Mapping the active-site tyrosine of vaccinia virus DNA topoisomerase I Journal Article


Authors: Shuman, S.; Kane, E. M.; Morham, S. G.
Article Title: Mapping the active-site tyrosine of vaccinia virus DNA topoisomerase I
Abstract: Site-directed mutagenesis of the vaccinia virus gene encoding a type I DNA topoisomerase implicates Tyr-274 as the active-site residue that forms a covalent adduct with DNA during cycles of DNA-strand breakage and reunion. Replacement of Tyr-274 by phenylalanine results in loss of the ability of the enzyme to relax negatively supercoiled DNA as well as to form the covalent DNA-protein intermediate. Substitution of phenylalanine for tyrosine at nine other sites in the protein has no apparent effect on enzyme activity.
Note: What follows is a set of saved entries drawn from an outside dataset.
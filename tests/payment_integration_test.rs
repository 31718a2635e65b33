mod common;

use assert_matches::assert_matches;
use axum::http::{Method, StatusCode};
use common::{charge_event, read_json, TestApp, WEBHOOK_SECRET};
use marketplace_api::{
    entities::{order, FulfillmentStatus, PaymentStatus},
    errors::ServiceError,
    events::Event,
    services::webhook::{sign, WebhookOutcome},
};

async fn paid_order(app: &TestApp) -> (order::Model, String) {
    let seller = app.seed_store("S", Some("ACCT_S")).await;
    let product = app.seed_product(seller.store.id, 5000, 2).await;
    let (buyer, _) = app.buyer();
    app.add_to_cart(buyer, product.id, None, 1).await;
    let order = app.place_order(buyer).await;
    let reference = order.authorization_reference.clone().expect("reference");
    (order, reference)
}

#[tokio::test]
async fn charge_success_settles_payment_once() {
    let app = TestApp::new().await;
    let (order, reference) = paid_order(&app).await;
    let body = charge_event("charge.success", &reference, Some(150));
    let signature = sign(WEBHOOK_SECRET, &body).unwrap();
    let webhook = &app.state.services.webhook;

    let outcome = webhook.handle(&body, Some(&signature)).await.unwrap();
    assert_eq!(outcome, WebhookOutcome::Applied);

    let payment = &app.payments(order.id).await[0];
    assert_eq!(payment.status, PaymentStatus::Paid);
    assert_eq!(payment.fees, 150);
    assert_eq!(payment.net_amount, 4850);
    assert_eq!(payment.external_transaction_id.as_deref(), Some("98765"));
    assert_eq!(payment.gateway_response.as_deref(), Some("Approved"));
    assert_eq!(app.order(order.id).await.payment_status, PaymentStatus::Paid);

    let settled_at = payment.updated_at;
    let outcome = webhook.handle(&body, Some(&signature)).await.unwrap();
    assert_eq!(outcome, WebhookOutcome::AlreadyApplied);
    assert_eq!(app.payments(order.id).await[0].updated_at, settled_at);

    let successes = app
        .notifier
        .events()
        .into_iter()
        .filter(|e| matches!(e, Event::PaymentSucceeded { .. }))
        .count();
    assert_eq!(successes, 1);
}

#[tokio::test]
async fn late_failure_never_overrides_a_settled_payment() {
    let app = TestApp::new().await;
    let (order, reference) = paid_order(&app).await;
    app.settle_payment(&order).await;

    let body = charge_event("charge.failed", &reference, None);
    let signature = sign(WEBHOOK_SECRET, &body).unwrap();
    let outcome = app
        .state
        .services
        .webhook
        .handle(&body, Some(&signature))
        .await
        .unwrap();
    assert_eq!(outcome, WebhookOutcome::AlreadyApplied);
    assert_eq!(app.payments(order.id).await[0].status, PaymentStatus::Paid);
    assert_eq!(app.order(order.id).await.payment_status, PaymentStatus::Paid);
}

#[tokio::test]
async fn charge_failed_marks_pending_payment_failed() {
    let app = TestApp::new().await;
    let (order, reference) = paid_order(&app).await;
    let body = charge_event("charge.failed", &reference, None);
    let signature = sign(WEBHOOK_SECRET, &body).unwrap();

    let outcome = app
        .state
        .services
        .webhook
        .handle(&body, Some(&signature))
        .await
        .unwrap();
    assert_eq!(outcome, WebhookOutcome::Applied);
    assert_eq!(app.payments(order.id).await[0].status, PaymentStatus::Failed);
    assert_eq!(app.order(order.id).await.payment_status, PaymentStatus::Failed);
    assert!(app
        .notifier
        .events()
        .iter()
        .any(|e| matches!(e, Event::PaymentFailed { order_id, .. } if *order_id == order.id)));
}

#[tokio::test]
async fn bad_or_missing_signature_is_rejected_without_effect() {
    let app = TestApp::new().await;
    let (order, reference) = paid_order(&app).await;
    let body = charge_event("charge.success", &reference, None);
    let forged = sign("not-the-secret", &body).unwrap();
    let webhook = &app.state.services.webhook;

    assert_matches!(
        webhook.handle(&body, Some(&forged)).await,
        Err(ServiceError::InvalidSignature)
    );
    assert_matches!(
        webhook.handle(&body, None).await,
        Err(ServiceError::InvalidSignature)
    );
    assert_eq!(app.payments(order.id).await[0].status, PaymentStatus::Pending);

    let response = app.post_webhook(&body, Some(&forged)).await;
    assert_eq!(response.status(), StatusCode::UNAUTHORIZED);
    let response = app.post_webhook(&body, None).await;
    assert_eq!(response.status(), StatusCode::UNAUTHORIZED);
}

#[tokio::test]
async fn unknown_reference_and_other_events_are_acknowledged() {
    let app = TestApp::new().await;
    let webhook = &app.state.services.webhook;

    let body = charge_event("charge.success", "NO-SUCH-REF", None);
    let outcome = webhook
        .handle(&body, Some(&sign(WEBHOOK_SECRET, &body).unwrap()))
        .await
        .unwrap();
    assert_eq!(outcome, WebhookOutcome::UnknownReference);

    let body = br#"{"event":"transfer.success","data":{}}"#;
    let outcome = webhook
        .handle(body, Some(&sign(WEBHOOK_SECRET, body).unwrap()))
        .await
        .unwrap();
    assert_eq!(outcome, WebhookOutcome::Ignored);

    let body = b"not json";
    let outcome = webhook
        .handle(body, Some(&sign(WEBHOOK_SECRET, body).unwrap()))
        .await
        .unwrap();
    assert_eq!(outcome, WebhookOutcome::Ignored);
}

#[tokio::test]
async fn webhook_route_acknowledges_signed_delivery() {
    let app = TestApp::new().await;
    let (order, reference) = paid_order(&app).await;
    let body = charge_event("charge.success", &reference, None);
    let signature = sign(WEBHOOK_SECRET, &body).unwrap();

    let response = app.post_webhook(&body, Some(&signature)).await;
    assert_eq!(response.status(), StatusCode::OK);
    let json = read_json(response).await;
    assert_eq!(json["status"], "success");
    assert_eq!(json["outcome"], "applied");
    assert_eq!(app.order(order.id).await.payment_status, PaymentStatus::Paid);
}

#[tokio::test]
async fn escrow_is_released_once_for_settled_payments() {
    let app = TestApp::new().await;
    let (order, _) = paid_order(&app).await;
    let payment_id = app.payments(order.id).await[0].id;
    let (platform, platform_token) = app.platform();
    let payments = &app.state.services.payments;

    assert_matches!(
        payments.release_escrow(platform, payment_id).await,
        Err(ServiceError::Conflict(_))
    );

    app.settle_payment(&order).await;
    let release = payments.release_escrow(platform, payment_id).await.unwrap();
    assert_eq!(release.order_id, order.id);
    assert_eq!(release.amount, 4850);
    assert!(app.payments(order.id).await[0].escrow_released_at.is_some());

    assert_matches!(
        payments.release_escrow(platform, payment_id).await,
        Err(ServiceError::Conflict(_))
    );
    assert_matches!(
        payments.release_escrow(platform, uuid::Uuid::new_v4()).await,
        Err(ServiceError::NotFound(_))
    );

    // Over HTTP only the platform may release.
    let (_, buyer_token) = app.buyer();
    let uri = format!("/api/v1/payments/{}/release-escrow", payment_id);
    let response = app.request(Method::PUT, &uri, None, Some(&buyer_token)).await;
    assert_eq!(response.status(), StatusCode::FORBIDDEN);
    let response = app.request(Method::PUT, &uri, None, Some(&platform_token)).await;
    assert_eq!(response.status(), StatusCode::CONFLICT);
}

#[tokio::test]
async fn payment_after_expiry_keeps_order_cancelled_and_asks_for_refund() {
    let app = TestApp::new().await;
    let seller = app.seed_store("S", Some("ACCT_S")).await;
    let product = app.seed_product(seller.store.id, 5000, 2).await;
    let (buyer, _) = app.buyer();
    app.add_to_cart(buyer, product.id, None, 1).await;
    let order = app.place_order(buyer).await;

    let swept = app
        .state
        .services
        .fulfillment
        .sweep_expired(chrono::Utc::now() + chrono::Duration::minutes(1))
        .await
        .unwrap();
    assert_eq!(swept.cancelled_orders, vec![order.id]);
    assert_eq!(app.product_stock(product.id).await, 2);
    app.notifier.clear();

    assert_eq!(
        app.settle_payment(&order).await,
        WebhookOutcome::AppliedToCancelledOrder
    );

    let settled = app.order(order.id).await;
    assert_eq!(settled.status, FulfillmentStatus::Cancelled);
    assert_eq!(settled.payment_status, PaymentStatus::Paid);
    assert_eq!(app.payments(order.id).await[0].status, PaymentStatus::Paid);
    assert_eq!(app.product_stock(product.id).await, 2);

    let events = app.notifier.events();
    assert!(events.iter().any(|e| matches!(
        e,
        Event::RefundRequired { order_id, amount: 5000, .. } if *order_id == order.id
    )));
    assert!(!events
        .iter()
        .any(|e| matches!(e, Event::PaymentSucceeded { .. })));

    // A redelivery is a no-op.
    assert_eq!(app.settle_payment(&order).await, WebhookOutcome::AlreadyApplied);

    // The platform can now send the money back through the cancelled item.
    let (platform, _) = app.platform();
    let item_id = app.items(order.id).await[0].id;
    let update = app
        .state
        .services
        .fulfillment
        .refund_item(platform, item_id)
        .await
        .unwrap();
    assert_eq!(update.order_status, FulfillmentStatus::Refunded);
    let payment = &app.payments(order.id).await[0];
    assert_eq!(payment.status, PaymentStatus::Refunded);
    assert_eq!(payment.refund_amount, Some(5000));
    assert_eq!(app.product_stock(product.id).await, 2);
}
Amino acid sequence alignment reveals Tyr-274 to be homologous to Tyr-727 and Tyr-771, respectively, of the type I topoisomerases from Saccharomyces cerevisiae and Saccharomyces pombe; Tyr-727 and Tyr-771 have been shown to represent the active-site tyrosines of those enzymes. Sequence comparison of the active-site regions defines a motif Ser-Lys-Xaa-Xaa-Tyr common to the viral and cellular type I topoisomerases, including the human enzyme.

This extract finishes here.